Calato il sipario sulle consultazioni del centrosinistra in Campania e Marche, si avvicina la scadenza elettorale delle regionali di maggio, vero e proprio test per il governo. Ma la classe dirigente è sempre la stessa

Elezioni regionali di maggio in arrivo tra le polemiche.  È questo il leit motiv che ha accompagnato le primarie del Pd in Liguria – con Cofferati che esce dal partito –  ma anche quelle appena concluse in Campania. «Non andate a votare» aveva detto Roberto Saviano alla vigilia, temendo il rischio brogli di precedenti consultazioni, come quelle per le comunali del 2011. Un appello subito rilanciato da Grillo che non ha perso tempo ad approfittare del vento di antipolitica letto nelle parole dello scrittore. Quest’ultimo ha tenuto a precisare che il suo voleva essere solo un monito per denunciare il fallimento della classe politica in Campania.

I due candidati della regione governata dal centrodestra di Caldoro sono nient’altro che i rappresentanti del “vecchio” sistema politico che per anni ha dominato la regione, territorio martoriato tra criminalità, inquinamento e corruzione. Il vincitore (con il 52% delle preferenze), Vincenzo De Luca, il sindaco “sceriffo” di Salerno, ex Pci e ex Ds, è sulla scena politica locale da decenni.  Con una condanna in primo grado per abuso d’ufficio si è presentato alla corsa elettorale decaduto dalla carica di primo cittadino per gli effetti della legge Severino. Ma non ha un volto “nuovo” nemmeno l’altro esponente del Pd, Andrea Cozzolino, eurodeputato: è considerato il delfino di Antonio Bassolino, il quale, come si sa, ha dato fortemente una sua impronta alla gestione politica della Regione.  Polemiche in Campania anche per il ritiro, negli ultimi giorni, della candidatura dell’ex Sel confluito nel Pd Gennaro Migliore.

Clima più “sereno” nelle Marche, dove la contesa si è svolta tutta in un Partito Democratico ormai appiattito sulle posizioni di Renzi e dei renziani, della prima e soprattutto della seconda ora. Così alla fine ha avuto la meglio Pietro Ceriscioli, ex sindaco di Pesaro che ha battuto (con il 52,53%) l’altro piddino Pietro Marcolini anche grazie ad una forte mobilitazione dei militanti della provincia pesarese, storica roccaforte di sinistra.

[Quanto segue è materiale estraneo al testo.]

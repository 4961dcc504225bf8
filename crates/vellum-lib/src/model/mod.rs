//! Data model for the repository core
//!
//! This module contains the entities the service layer manipulates:
//! - [`Content`] and its kind payloads ([`ContentKind`])
//! - [`VersionSeries`] and version labels
//! - [`Acl`] / [`Ace`] and basic permissions
//! - [`Properties`] and well-known property ids
//! - [`TypeDefinition`] as served by the type registry

pub mod acl;
pub mod content;
pub mod properties;
pub mod types;

// Re-export key types for convenience
pub use acl::{Ace, Acl, AclPropagation, Permission};
pub use content::{
    next_version_label, Attachment, BaseType, Content, ContentKind, ContentStream, DocumentData,
    FolderData, PolicyData, RelationshipData, Rendition, VersionSeries, VersioningState,
};
pub use properties::{ids, Properties, PropertyValue};
pub use types::{ContentStreamAllowed, TypeDefinition};
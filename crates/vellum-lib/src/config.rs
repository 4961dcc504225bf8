//! Repository configuration.
//!
//! The configuration is a TOML file with one `[[repositories]]` table per
//! repository. Every field has a default, so an empty file is valid.

use serde::{Deserialize, Serialize};
use std::collections::HashSet;
use std::path::{Path, PathBuf};
use thiserror::Error;

use crate::model::{Ace, Acl};

#[derive(Error, Debug)]
pub enum ConfigError {
    #[error("IO error: {0}")]
    Io(#[from] std::io::Error),

    #[error("TOML parse error: {0}")]
    TomlParse(#[from] toml::de::Error),

    #[error("TOML serialize error: {0}")]
    TomlSerialize(#[from] toml::ser::Error),

    #[error("Invalid configuration: {0}")]
    Invalid(String),
}

#[derive(Debug, Clone, PartialEq, Serialize, Deserialize)]
#[serde(default)]
pub struct VellumConfig {
    pub locks: LockConfig,
    pub repositories: Vec<RepositoryConfig>,
}

impl Default for VellumConfig {
    fn default() -> Self {
        Self {
            locks: LockConfig::default(),
            repositories: vec![RepositoryConfig::default()],
        }
    }
}

impl VellumConfig {
    /// `<config dir>/vellum/config.toml`, e.g. `~/.config/vellum/config.toml`.
    pub fn default_path() -> PathBuf {
        dirs::config_dir()
            .unwrap_or_else(|| PathBuf::from("."))
            .join("vellum")
            .join("config.toml")
    }

    pub fn load(path: &Path) -> Result<Self, ConfigError> {
        let content = std::fs::read_to_string(path)?;
        Self::from_toml_str(&content)
    }

    /// Load `path` if it exists, the defaults otherwise.
    pub fn load_or_default(path: &Path) -> Result<Self, ConfigError> {
        if path.exists() {
            Self::load(path)
        } else {
            Ok(Self::default())
        }
    }

    pub fn save(&self, path: &Path) -> Result<(), ConfigError> {
        if let Some(parent) = path.parent() {
            std::fs::create_dir_all(parent)?;
        }
        std::fs::write(path, self.to_toml_string()?)?;
        Ok(())
    }

    pub fn from_toml_str(content: &str) -> Result<Self, ConfigError> {
        let config: VellumConfig = toml::from_str(content)?;
        config.validate()?;
        Ok(config)
    }

    pub fn to_toml_string(&self) -> Result<String, ConfigError> {
        Ok(toml::to_string_pretty(self)?)
    }

    pub fn validate(&self) -> Result<(), ConfigError> {
        let mut seen = HashSet::new();
        for repo in &self.repositories {
            if repo.id.trim().is_empty() {
                return Err(ConfigError::Invalid("repository id must not be empty".into()));
            }
            if !seen.insert(repo.id.as_str()) {
                return Err(ConfigError::Invalid(format!(
                    "duplicate repository id: {}",
                    repo.id
                )));
            }
            if repo.root_folder_id.trim().is_empty() {
                return Err(ConfigError::Invalid(format!(
                    "{}: root_folder_id must not be empty",
                    repo.id
                )));
            }
            if repo.executor.thread_max == 0 {
                return Err(ConfigError::Invalid(format!(
                    "{}: executor.thread_max must be at least 1",
                    repo.id
                )));
            }
        }
        Ok(())
    }

    pub fn repository(&self, id: &str) -> Option<&RepositoryConfig> {
        self.repositories.iter().find(|r| r.id == id)
    }
}

#[derive(Debug, Clone, PartialEq, Serialize, Deserialize)]
#[serde(default)]
pub struct LockConfig {
    /// Entry count above which idle per-object locks are evicted
    pub prune_threshold: usize,
}

impl Default for LockConfig {
    fn default() -> Self {
        Self {
            prune_threshold: 4096,
        }
    }
}

#[derive(Debug, Clone, PartialEq, Serialize, Deserialize)]
#[serde(default)]
pub struct RepositoryConfig {
    pub id: String,
    pub root_folder_id: String,
    /// Display alias of unauthenticated callers
    pub principal_anonymous: String,
    /// Display alias matching every caller
    pub principal_anyone: String,
    pub admins: Vec<String>,
    /// Local ACL of the root folder, in display form
    pub root_acl: Vec<AceConfig>,
    pub executor: ExecutorConfig,
    pub capabilities: CapabilitiesConfig,
    pub cache: CacheConfig,
}

impl Default for RepositoryConfig {
    fn default() -> Self {
        Self {
            id: "default".to_string(),
            root_folder_id: "root".to_string(),
            principal_anonymous: "anonymous".to_string(),
            principal_anyone: "anyone".to_string(),
            admins: vec!["admin".to_string()],
            root_acl: vec![AceConfig {
                principal: "anyone".to_string(),
                permissions: vec!["cmis:read".to_string()],
            }],
            executor: ExecutorConfig::default(),
            capabilities: CapabilitiesConfig::default(),
            cache: CacheConfig::default(),
        }
    }
}

impl RepositoryConfig {
    pub fn new(id: &str) -> Self {
        Self {
            id: id.to_string(),
            ..Self::default()
        }
    }

    pub fn root_acl(&self) -> Acl {
        Acl::new(
            self.root_acl
                .iter()
                .map(|a| Ace::new(&a.principal, a.permissions.iter().cloned()))
                .collect(),
        )
    }
}

#[derive(Debug, Clone, PartialEq, Eq, Serialize, Deserialize)]
pub struct AceConfig {
    pub principal: String,
    pub permissions: Vec<String>,
}

#[derive(Debug, Clone, PartialEq, Eq, Serialize, Deserialize)]
#[serde(default)]
pub struct ExecutorConfig {
    /// Worker count of bulk update and tree delete pools
    pub thread_max: usize,
}

impl Default for ExecutorConfig {
    fn default() -> Self {
        Self { thread_max: 8 }
    }
}

#[derive(Debug, Clone, PartialEq, Eq, Serialize, Deserialize)]
#[serde(default)]
pub struct CapabilitiesConfig {
    pub unique_name_check: bool,
    /// When false, children of the root start with their own ACL
    pub inherit_at_top_level: bool,
}

impl Default for CapabilitiesConfig {
    fn default() -> Self {
        Self {
            unique_name_check: true,
            inherit_at_top_level: true,
        }
    }
}

#[derive(Debug, Clone, Default, PartialEq, Eq, Serialize, Deserialize)]
#[serde(default)]
pub struct CacheConfig {
    pub view: FacetConfig,
    pub content: FacetConfig,
}

#[derive(Debug, Clone, PartialEq, Eq, Serialize, Deserialize)]
#[serde(default)]
pub struct FacetConfig {
    pub enabled: bool,
    pub capacity: usize,
}

impl Default for FacetConfig {
    fn default() -> Self {
        Self {
            enabled: true,
            capacity: 10_000,
        }
    }
}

Calato il sipario sulle primarie in Campania e Marche, si avvicina veloce la scadenza elettorale di maggio. Che è un vero test per il governo Renzi. Si voterà probabilmente il 10 maggio (lo ha annunciato lo stesso segretario in Direzione il 27 febbraio) in sette regioni: Veneto, Toscana, Liguria, Umbria, Marche, Campania e Puglia. I candidati Pd sono: Alessandra Moretti (Veneto), Raffaella Paita (Liguria), Enrico Rossi (Toscana), Pietro Ceriscioli (Marche), Catiuscia Marini (Umbria), Vincenzo De Luca (Campania) e Vittorio Emiliano (Puglia). Le polemiche però non accennano a finire, sia per la natura delle leggi elettorali delle singole regioni (in Toscana otto consiglieri Pd al momento del voto hanno lasciato l’aula), sia per la questione delle alleanze, e per il ruolo di Sel.